--- Available data ---
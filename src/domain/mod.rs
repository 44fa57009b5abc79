//! Core domain types and logic.

pub mod snapshot;
pub mod rule;
pub mod state;
pub mod rule_eval;
pub mod watch;
pub mod registry;
pub mod run;
pub mod settings;
pub mod config_validation;
pub mod error;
---
> [Assignment]:
Restate each of the entries above verbatim.

> [Answer for the task]:
filename src/domain/mod.rs
repository 44fa57009b5abc79
//! Core domain types and logic.

pub mod snapshot;
pub mod rule;
pub mod state;
pub mod rule_eval;
pub mod watch;
pub mod registry;
pub mod run;
pub mod settings;
pub mod config_validation;
pub mod error;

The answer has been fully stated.